Each line below with the string "that" should be copied.

Source information Block Start

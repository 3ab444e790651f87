//! Presentation models that mirror the simulation for drawing.
//!
//! Each component copies what it needs out of [`Game`] in `sync`; the
//! renderer only ever reads from here and from the game's entity slices.

pub mod debug;
pub mod game_over;
pub mod hud;
pub mod messages;
pub mod minimap;

use crate::config::{GameConfig, MAX_MESSAGES, MESSAGE_TTL};
use crate::sim::{Game, GameEvent, Phase};

pub use debug::DebugOverlay;
pub use game_over::GameOverScreen;
pub use hud::Hud;
pub use messages::{Message, MessageQueue};
pub use minimap::{Blip, BlipKind, Minimap};

#[derive(Debug)]
pub struct UiManager {
    pub hud: Hud,
    pub minimap: Minimap,
    pub game_over: GameOverScreen,
    pub messages: MessageQueue,
    pub debug: DebugOverlay,
    pub paused: bool,
    pub title: bool,
    now: f64,
}

impl UiManager {
    pub fn new(config: &GameConfig) -> Self {
        Self {
            hud: Hud::default(),
            minimap: Minimap::new(config.minimap),
            game_over: GameOverScreen::default(),
            messages: MessageQueue::new(MAX_MESSAGES),
            debug: DebugOverlay::new(config.debug),
            paused: false,
            title: true,
            now: 0.0,
        }
    }

    /// Clock used for the last sync; overlays animate against it.
    pub fn now(&self) -> f64 {
        self.now
    }

    pub fn sync(&mut self, game: &Game) {
        self.now = game.elapsed();
        self.hud.sync(game);
        self.minimap.sync(game);
        self.game_over.sync(game, self.now);
        self.debug.sync(game);
        self.messages.prune(self.now);
        self.paused = game.phase() == Phase::Paused;
        self.title = game.phase() == Phase::Title;
    }

    pub fn handle_events(&mut self, events: &[GameEvent], now: f64) {
        for event in events {
            let text = match event {
                GameEvent::WaveStarted { wave } => {
                    if *wave == 1 {
                        self.messages.clear();
                    }
                    format!("WAVE {}", wave)
                }
                GameEvent::ExtraLife { .. } => "EXTRA LIFE".to_string(),
                GameEvent::ShipLost { lives_left } if *lives_left > 0 => {
                    format!("SHIP LOST - {} LEFT", lives_left)
                }
                GameEvent::GameOver { new_record, .. } => {
                    self.game_over.mark_record(*new_record);
                    if *new_record {
                        "NEW HIGH SCORE".to_string()
                    } else {
                        continue;
                    }
                }
                GameEvent::AsteroidDestroyed { .. }
                | GameEvent::ShipLost { .. }
                | GameEvent::Paused
                | GameEvent::Resumed => continue,
            };
            self.messages.push(text, now, MESSAGE_TTL);
        }
    }
}

#[cfg(test)]
mod tests {
    use super::*;

    fn texts(ui: &UiManager) -> Vec<String> {
        ui.messages
            .visible(ui.now())
            .map(|(m, _)| m.text.clone())
            .collect()
    }

    #[test]
    fn events_become_messages() {
        let config = GameConfig::default();
        let mut game = Game::new(config.clone(), 10);
        let mut ui = UiManager::new(&config);
        game.start();
        let events = game.drain_events();
        ui.handle_events(&events, game.elapsed());
        ui.sync(&game);
        assert_eq!(texts(&ui), ["WAVE 1"]);
        assert!(!ui.title);

        ui.handle_events(
            &[
                GameEvent::ShipLost { lives_left: 2 },
                GameEvent::ExtraLife { lives: 3 },
                GameEvent::Paused,
            ],
            game.elapsed(),
        );
        assert_eq!(
            texts(&ui),
            ["WAVE 1", "SHIP LOST - 2 LEFT", "EXTRA LIFE"]
        );
    }

    #[test]
    fn messages_expire_on_the_game_clock() {
        let config = GameConfig::default();
        let mut game = Game::new(config.clone(), 10);
        let mut ui = UiManager::new(&config);
        game.start();
        ui.handle_events(&game.drain_events(), game.elapsed());

        game.toggle_pause();
        for _ in 0..600 {
            game.update(1.0 / 60.0, &Default::default());
        }
        ui.sync(&game);
        assert!(ui.paused);
        assert_eq!(ui.messages.len(), 1);

        game.toggle_pause();
        for _ in 0..200 {
            game.update(1.0 / 60.0, &Default::default());
        }
        ui.sync(&game);
        assert!(ui.messages.is_empty());
    }

    #[test]
    fn game_over_records_flag() {
        let config = GameConfig::default();
        let mut ui = UiManager::new(&config);
        ui.handle_events(
            &[GameEvent::GameOver {
                score: 10,
                high_score: 10,
                new_record: true,
            }],
            0.0,
        );
        assert!(ui.game_over.new_record);
        assert_eq!(texts(&ui), ["NEW HIGH SCORE"]);
    }
}
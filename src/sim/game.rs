use rand::rngs::SmallRng;
use rand::{Rng, SeedableRng};

use super::asteroid::{Asteroid, AsteroidSize};
use super::bullet::Bullet;
use super::ship::{Controls, Ship};
use super::vector::{self, Vec2};
use crate::config::{
    ATTRACT_ASTEROIDS, EXTRA_LIFE_SCORE, GameConfig, MAX_BULLETS, MAX_LIVES, SAFE_SPAWN_DISTANCE,
    WAVE_BASE_ASTEROIDS, WAVE_DELAY, WAVE_MAX_ASTEROIDS, WAVE_MAX_SPEED_SCALE, WAVE_SPEEDUP,
    WORLD_HEIGHT, WORLD_WIDTH,
};

#[derive(Clone, Copy, Debug, PartialEq, Eq)]
pub enum Phase {
    Title,
    Playing,
    Paused,
    GameOver,
}

impl Phase {
    pub fn name(self) -> &'static str {
        match self {
            Phase::Title => "title",
            Phase::Playing => "playing",
            Phase::Paused => "paused",
            Phase::GameOver => "game_over",
        }
    }
}

/// Things the UI reacts to. Drained once per frame.
#[derive(Clone, Debug, PartialEq)]
pub enum GameEvent {
    WaveStarted { wave: u32 },
    AsteroidDestroyed { size: AsteroidSize, points: u32, pos: Vec2 },
    ShipLost { lives_left: u32 },
    ExtraLife { lives: u32 },
    GameOver { score: u32, high_score: u32, new_record: bool },
    Paused,
    Resumed,
}

pub struct Game {
    config: GameConfig,
    rng: SmallRng,
    phase: Phase,
    width: f64,
    height: f64,
    ship: Ship,
    bullets: Vec<Bullet>,
    asteroids: Vec<Asteroid>,
    score: u32,
    high_score: u32,
    lives: u32,
    wave: u32,
    next_extra_life: u32,
    wave_timer: Option<f64>,
    elapsed: f64,
    events: Vec<GameEvent>,
}

impl Game {
    pub fn new(config: GameConfig, seed: u64) -> Self {
        let mut game = Self {
            lives: config.starting_lives,
            wave: config.starting_wave,
            config,
            rng: SmallRng::seed_from_u64(seed),
            phase: Phase::Title,
            width: WORLD_WIDTH,
            height: WORLD_HEIGHT,
            ship: Ship::new(Vec2::new(WORLD_WIDTH * 0.5, WORLD_HEIGHT * 0.5)),
            bullets: Vec::with_capacity(MAX_BULLETS),
            asteroids: Vec::new(),
            score: 0,
            high_score: 0,
            next_extra_life: EXTRA_LIFE_SCORE,
            wave_timer: None,
            elapsed: 0.0,
            events: Vec::new(),
        };
        game.spawn_attract_field();
        game
    }

    pub fn phase(&self) -> Phase {
        self.phase
    }

    pub fn ship(&self) -> Option<&Ship> {
        match self.phase {
            Phase::Playing | Phase::Paused if self.ship.is_alive() => Some(&self.ship),
            _ => None,
        }
    }

    pub fn bullets(&self) -> &[Bullet] {
        &self.bullets
    }

    pub fn asteroids(&self) -> &[Asteroid] {
        &self.asteroids
    }

    pub fn score(&self) -> u32 {
        self.score
    }

    pub fn high_score(&self) -> u32 {
        self.high_score
    }

    pub fn lives(&self) -> u32 {
        self.lives
    }

    pub fn wave(&self) -> u32 {
        self.wave
    }

    /// Simulation clock in seconds. Stops while paused.
    pub fn elapsed(&self) -> f64 {
        self.elapsed
    }

    pub fn size(&self) -> (f64, f64) {
        (self.width, self.height)
    }

    pub fn center(&self) -> Vec2 {
        Vec2::new(self.width * 0.5, self.height * 0.5)
    }

    pub fn drain_events(&mut self) -> Vec<GameEvent> {
        std::mem::take(&mut self.events)
    }

    /// Begins a fresh run. Valid from any phase; the high score survives.
    pub fn start(&mut self) {
        self.phase = Phase::Playing;
        self.score = 0;
        self.lives = self.config.starting_lives;
        self.wave = self.config.starting_wave;
        self.next_extra_life = EXTRA_LIFE_SCORE;
        self.wave_timer = None;
        self.ship = Ship::new(self.center());
        self.bullets.clear();
        self.asteroids.clear();
        self.spawn_wave();
        log::info!("run started at wave {}", self.wave);
    }

    pub fn toggle_pause(&mut self) {
        match self.phase {
            Phase::Playing => {
                self.phase = Phase::Paused;
                self.events.push(GameEvent::Paused);
            }
            Phase::Paused => {
                self.phase = Phase::Playing;
                self.events.push(GameEvent::Resumed);
            }
            Phase::Title | Phase::GameOver => {}
        }
    }

    /// Pauses only if currently playing. Used when the page is hidden.
    pub fn pause(&mut self) {
        if self.phase == Phase::Playing {
            self.toggle_pause();
        }
    }

    /// Advances the field by `dt` seconds.
    pub fn update(&mut self, dt: f64, controls: &Controls) {
        if self.phase == Phase::Paused {
            return;
        }
        self.elapsed += dt;

        let playing = self.phase == Phase::Playing;
        if playing {
            self.ship.update(dt, controls, self.width, self.height);
            if self.bullets.len() < MAX_BULLETS {
                if let Some(bullet) = self.ship.try_fire(controls) {
                    self.bullets.push(bullet);
                }
            }
        }

        for bullet in &mut self.bullets {
            bullet.update(dt, self.width, self.height);
        }
        self.bullets.retain(|b| !b.is_expired());

        for asteroid in &mut self.asteroids {
            asteroid.update(dt, self.width, self.height);
        }

        if !playing {
            return;
        }

        self.resolve_bullet_hits();
        self.resolve_ship_hit();
        if self.phase != Phase::Playing {
            return;
        }
        self.award_extra_lives();
        self.try_respawn();
        self.advance_wave(dt);
    }

    fn speed_scale(&self) -> f64 {
        (1.0 + WAVE_SPEEDUP * self.wave.saturating_sub(1) as f64).min(WAVE_MAX_SPEED_SCALE)
    }

    fn resolve_bullet_hits(&mut self) {
        let mut hit_asteroids = vec![false; self.asteroids.len()];
        let mut spent_bullets = vec![false; self.bullets.len()];

        for (bi, bullet) in self.bullets.iter().enumerate() {
            for (ai, asteroid) in self.asteroids.iter().enumerate() {
                if hit_asteroids[ai] {
                    continue;
                }
                if bullet.body.overlaps(&asteroid.body, self.width, self.height) {
                    hit_asteroids[ai] = true;
                    spent_bullets[bi] = true;
                    break;
                }
            }
        }

        let mut spent = spent_bullets.into_iter();
        self.bullets.retain(|_| !spent.next().unwrap_or(false));
        self.destroy_asteroids(&hit_asteroids);
    }

    fn resolve_ship_hit(&mut self) {
        if !self.ship.is_vulnerable() {
            return;
        }
        let Some(index) = self
            .asteroids
            .iter()
            .position(|a| a.body.overlaps(&self.ship.body, self.width, self.height))
        else {
            return;
        };

        let mut hit = vec![false; self.asteroids.len()];
        hit[index] = true;
        self.destroy_asteroids(&hit);

        self.ship.destroy();
        self.lives = self.lives.saturating_sub(1);
        self.events.push(GameEvent::ShipLost {
            lives_left: self.lives,
        });

        if self.lives == 0 {
            let new_record = self.score > self.high_score;
            if new_record {
                self.high_score = self.score;
            }
            self.phase = Phase::GameOver;
            self.bullets.clear();
            self.wave_timer = None;
            self.events.push(GameEvent::GameOver {
                score: self.score,
                high_score: self.high_score,
                new_record,
            });
            log::info!(
                "game over: score {} wave {} (high {})",
                self.score,
                self.wave,
                self.high_score
            );
        }
    }

    /// Replaces every flagged asteroid with its fragments and scores it.
    fn destroy_asteroids(&mut self, hit: &[bool]) {
        let speed_scale = self.speed_scale();
        let mut survivors = Vec::with_capacity(self.asteroids.len() + 2);
        let mut fragments = Vec::new();

        for (asteroid, was_hit) in std::mem::take(&mut self.asteroids).into_iter().zip(hit) {
            if !was_hit {
                survivors.push(asteroid);
                continue;
            }
            let points = asteroid.size.points();
            self.score = self.score.saturating_add(points);
            self.events.push(GameEvent::AsteroidDestroyed {
                size: asteroid.size,
                points,
                pos: asteroid.body.pos,
            });
            fragments.extend(asteroid.split(&mut self.rng, speed_scale));
        }

        survivors.extend(fragments);
        self.asteroids = survivors;
    }

    fn award_extra_lives(&mut self) {
        while self.score >= self.next_extra_life {
            self.next_extra_life = self.next_extra_life.saturating_add(EXTRA_LIFE_SCORE);
            if self.lives < MAX_LIVES {
                self.lives += 1;
                self.events.push(GameEvent::ExtraLife { lives: self.lives });
            }
        }
    }

    fn try_respawn(&mut self) {
        if self.lives == 0 || !self.ship.ready_to_respawn() {
            return;
        }
        let center = self.center();
        let clear = self.asteroids.iter().all(|a| {
            let gap = a.body.distance_to(center, self.width, self.height) - a.body.radius;
            gap > SAFE_SPAWN_DISTANCE * 0.5
        });
        if clear {
            self.ship.respawn(center);
        }
    }

    fn advance_wave(&mut self, dt: f64) {
        if !self.asteroids.is_empty() {
            return;
        }
        let remaining = self.wave_timer.unwrap_or(WAVE_DELAY) - dt;
        if remaining > 0.0 {
            self.wave_timer = Some(remaining);
            return;
        }
        self.wave_timer = None;
        self.wave += 1;
        self.spawn_wave();
    }

    fn spawn_wave(&mut self) {
        let count = (WAVE_BASE_ASTEROIDS + self.wave).min(WAVE_MAX_ASTEROIDS);
        let avoid = self.ship.body.pos;
        let speed_scale = self.speed_scale();
        for _ in 0..count {
            let pos = self.random_point_away_from(avoid, SAFE_SPAWN_DISTANCE);
            let asteroid = Asteroid::random(&mut self.rng, pos, AsteroidSize::Large, speed_scale);
            self.asteroids.push(asteroid);
        }
        self.events.push(GameEvent::WaveStarted { wave: self.wave });
        log::debug!("wave {} spawned {} asteroids", self.wave, count);
    }

    fn spawn_attract_field(&mut self) {
        for _ in 0..ATTRACT_ASTEROIDS {
            let pos = Vec2::new(
                self.rng.gen_range(0.0..self.width),
                self.rng.gen_range(0.0..self.height),
            );
            let size = match self.rng.gen_range(0..3) {
                0 => AsteroidSize::Large,
                1 => AsteroidSize::Medium,
                _ => AsteroidSize::Small,
            };
            let asteroid = Asteroid::random(&mut self.rng, pos, size, 1.0);
            self.asteroids.push(asteroid);
        }
    }

    /// Rejection-samples a point at least `distance` from `avoid`; after a
    /// bounded number of tries it falls back to the point opposite `avoid`.
    fn random_point_away_from(&mut self, avoid: Vec2, distance: f64) -> Vec2 {
        for _ in 0..32 {
            let p = Vec2::new(
                self.rng.gen_range(0.0..self.width),
                self.rng.gen_range(0.0..self.height),
            );
            let d = vector::wrapped_delta(avoid, p, self.width, self.height);
            if d.norm() >= distance {
                return p;
            }
        }
        vector::wrap(
            avoid + Vec2::new(self.width * 0.5, self.height * 0.5),
            self.width,
            self.height,
        )
    }
}
use std::collections::VecDeque;

use crate::config::MESSAGE_FADE;

#[derive(Clone, Debug, PartialEq)]
pub struct Message {
    pub text: String,
    pub created: f64,
    pub expires: f64,
}

/// Short-lived banner lines ("WAVE 2", "EXTRA LIFE"). Times are on the
/// simulation clock, so messages hold still while the game is paused.
#[derive(Debug)]
pub struct MessageQueue {
    messages: VecDeque<Message>,
    capacity: usize,
}

impl MessageQueue {
    pub fn new(capacity: usize) -> Self {
        Self {
            messages: VecDeque::with_capacity(capacity),
            capacity: capacity.max(1),
        }
    }

    pub fn push(&mut self, text: impl Into<String>, now: f64, ttl: f64) {
        if self.messages.len() == self.capacity {
            self.messages.pop_front();
        }
        self.messages.push_back(Message {
            text: text.into(),
            created: now,
            expires: now + ttl,
        });
    }

    pub fn prune(&mut self, now: f64) {
        self.messages.retain(|m| m.expires > now);
    }

    pub fn clear(&mut self) {
        self.messages.clear();
    }

    pub fn len(&self) -> usize {
        self.messages.len()
    }

    pub fn is_empty(&self) -> bool {
        self.messages.is_empty()
    }

    /// Live messages, oldest first, with an opacity that fades out over the
    /// final `MESSAGE_FADE` seconds.
    pub fn visible(&self, now: f64) -> impl Iterator<Item = (&Message, f64)> {
        self.messages
            .iter()
            .filter(move |m| m.expires > now)
            .map(move |m| {
                let left = m.expires - now;
                (m, (left / MESSAGE_FADE).clamp(0.0, 1.0))
            })
    }
}

#[cfg(test)]
mod tests {
    use super::*;

    #[test]
    fn oldest_is_evicted_at_capacity() {
        let mut queue = MessageQueue::new(2);
        queue.push("one", 0.0, 5.0);
        queue.push("two", 0.0, 5.0);
        queue.push("three", 0.0, 5.0);
        let texts: Vec<_> = queue.visible(1.0).map(|(m, _)| m.text.as_str()).collect();
        assert_eq!(texts, ["two", "three"]);
    }

    #[test]
    fn prune_drops_expired() {
        let mut queue = MessageQueue::new(4);
        queue.push("short", 0.0, 1.0);
        queue.push("long", 0.0, 3.0);
        queue.prune(1.0);
        assert_eq!(queue.len(), 1);
        queue.prune(3.5);
        assert!(queue.is_empty());
    }

    #[test]
    fn fades_near_expiry() {
        let mut queue = MessageQueue::new(4);
        queue.push("hi", 10.0, 2.0);
        let (_, alpha) = queue.visible(10.5).next().expect("visible");
        assert_eq!(alpha, 1.0);
        let (_, alpha) = queue.visible(11.75).next().expect("visible");
        assert!((alpha - 0.5).abs() < 1e-9);
        assert!(queue.visible(12.0).next().is_none());
    }
}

Source information Block End

■ **Solution below**
//! Presentation models that mirror the simulation for drawing.
    /// Live messages, oldest first, with an opacity that fades out over the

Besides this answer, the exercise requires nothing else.